Given data |
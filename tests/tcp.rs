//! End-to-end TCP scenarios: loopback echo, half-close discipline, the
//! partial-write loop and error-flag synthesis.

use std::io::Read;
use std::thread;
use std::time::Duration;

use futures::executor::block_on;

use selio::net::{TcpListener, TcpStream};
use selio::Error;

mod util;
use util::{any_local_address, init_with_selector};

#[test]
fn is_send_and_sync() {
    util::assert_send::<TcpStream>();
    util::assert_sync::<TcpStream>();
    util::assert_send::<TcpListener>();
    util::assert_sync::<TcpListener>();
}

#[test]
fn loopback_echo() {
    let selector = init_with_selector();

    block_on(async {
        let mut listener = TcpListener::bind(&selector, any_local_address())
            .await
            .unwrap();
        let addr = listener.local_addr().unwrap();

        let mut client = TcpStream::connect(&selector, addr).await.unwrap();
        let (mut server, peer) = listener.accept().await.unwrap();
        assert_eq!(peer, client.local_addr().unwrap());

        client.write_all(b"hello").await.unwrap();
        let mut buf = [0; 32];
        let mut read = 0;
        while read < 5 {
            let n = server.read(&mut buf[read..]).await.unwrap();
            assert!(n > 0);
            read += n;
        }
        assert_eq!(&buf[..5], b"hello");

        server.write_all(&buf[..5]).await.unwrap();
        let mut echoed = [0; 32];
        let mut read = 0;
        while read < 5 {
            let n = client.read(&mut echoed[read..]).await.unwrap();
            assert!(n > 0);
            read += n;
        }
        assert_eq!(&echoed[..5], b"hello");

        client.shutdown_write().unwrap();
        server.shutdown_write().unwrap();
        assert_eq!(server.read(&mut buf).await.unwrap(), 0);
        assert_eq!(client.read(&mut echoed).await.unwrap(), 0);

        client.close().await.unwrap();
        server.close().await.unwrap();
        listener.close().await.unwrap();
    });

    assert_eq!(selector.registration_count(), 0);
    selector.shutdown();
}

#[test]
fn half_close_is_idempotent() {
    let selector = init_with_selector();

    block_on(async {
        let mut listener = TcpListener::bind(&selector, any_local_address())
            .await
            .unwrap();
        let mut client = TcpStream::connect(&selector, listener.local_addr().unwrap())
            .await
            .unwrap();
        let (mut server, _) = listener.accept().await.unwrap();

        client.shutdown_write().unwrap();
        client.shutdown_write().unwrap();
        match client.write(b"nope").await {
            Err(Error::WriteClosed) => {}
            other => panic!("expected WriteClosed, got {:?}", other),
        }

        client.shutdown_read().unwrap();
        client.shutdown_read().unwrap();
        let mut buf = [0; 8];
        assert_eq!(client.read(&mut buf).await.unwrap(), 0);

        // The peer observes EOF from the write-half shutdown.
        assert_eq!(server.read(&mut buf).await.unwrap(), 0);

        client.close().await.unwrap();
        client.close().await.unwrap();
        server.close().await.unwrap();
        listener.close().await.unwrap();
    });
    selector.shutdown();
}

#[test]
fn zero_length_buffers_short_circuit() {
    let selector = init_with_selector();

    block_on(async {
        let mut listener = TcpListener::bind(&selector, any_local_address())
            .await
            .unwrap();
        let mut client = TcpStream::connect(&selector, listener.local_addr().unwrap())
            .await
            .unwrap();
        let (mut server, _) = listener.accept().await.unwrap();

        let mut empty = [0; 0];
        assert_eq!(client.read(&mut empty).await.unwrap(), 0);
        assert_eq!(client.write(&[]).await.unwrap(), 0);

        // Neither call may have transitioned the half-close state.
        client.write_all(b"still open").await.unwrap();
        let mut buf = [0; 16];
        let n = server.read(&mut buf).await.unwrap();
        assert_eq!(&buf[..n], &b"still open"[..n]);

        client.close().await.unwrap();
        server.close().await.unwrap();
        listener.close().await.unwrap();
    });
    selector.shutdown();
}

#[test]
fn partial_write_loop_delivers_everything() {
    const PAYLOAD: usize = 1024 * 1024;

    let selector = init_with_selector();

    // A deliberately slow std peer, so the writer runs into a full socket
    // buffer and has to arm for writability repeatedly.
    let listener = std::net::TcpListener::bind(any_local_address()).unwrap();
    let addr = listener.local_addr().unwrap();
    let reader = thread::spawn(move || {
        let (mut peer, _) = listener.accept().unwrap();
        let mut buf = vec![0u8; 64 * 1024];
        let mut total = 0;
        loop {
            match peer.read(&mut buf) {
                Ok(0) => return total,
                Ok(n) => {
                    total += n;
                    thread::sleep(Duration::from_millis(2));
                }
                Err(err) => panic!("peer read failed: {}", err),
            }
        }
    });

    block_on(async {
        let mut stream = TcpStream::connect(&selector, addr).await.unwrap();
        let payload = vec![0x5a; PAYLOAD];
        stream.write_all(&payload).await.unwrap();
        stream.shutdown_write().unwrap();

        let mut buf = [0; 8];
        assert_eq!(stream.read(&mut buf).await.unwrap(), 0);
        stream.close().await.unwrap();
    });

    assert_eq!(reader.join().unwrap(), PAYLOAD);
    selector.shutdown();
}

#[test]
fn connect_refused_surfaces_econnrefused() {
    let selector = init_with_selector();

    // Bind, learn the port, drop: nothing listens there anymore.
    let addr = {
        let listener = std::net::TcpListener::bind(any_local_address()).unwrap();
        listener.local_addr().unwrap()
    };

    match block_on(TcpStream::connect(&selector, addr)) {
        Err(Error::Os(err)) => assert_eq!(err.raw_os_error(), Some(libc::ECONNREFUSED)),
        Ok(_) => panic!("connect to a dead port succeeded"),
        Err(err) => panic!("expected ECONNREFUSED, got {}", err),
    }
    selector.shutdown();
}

Brief |
Pull every line containing the word "WriteClosed" out of the material.

Output for this exercise |
            Err(Error::WriteClosed) => {}
            other => panic!("expected WriteClosed, got {:?}", other),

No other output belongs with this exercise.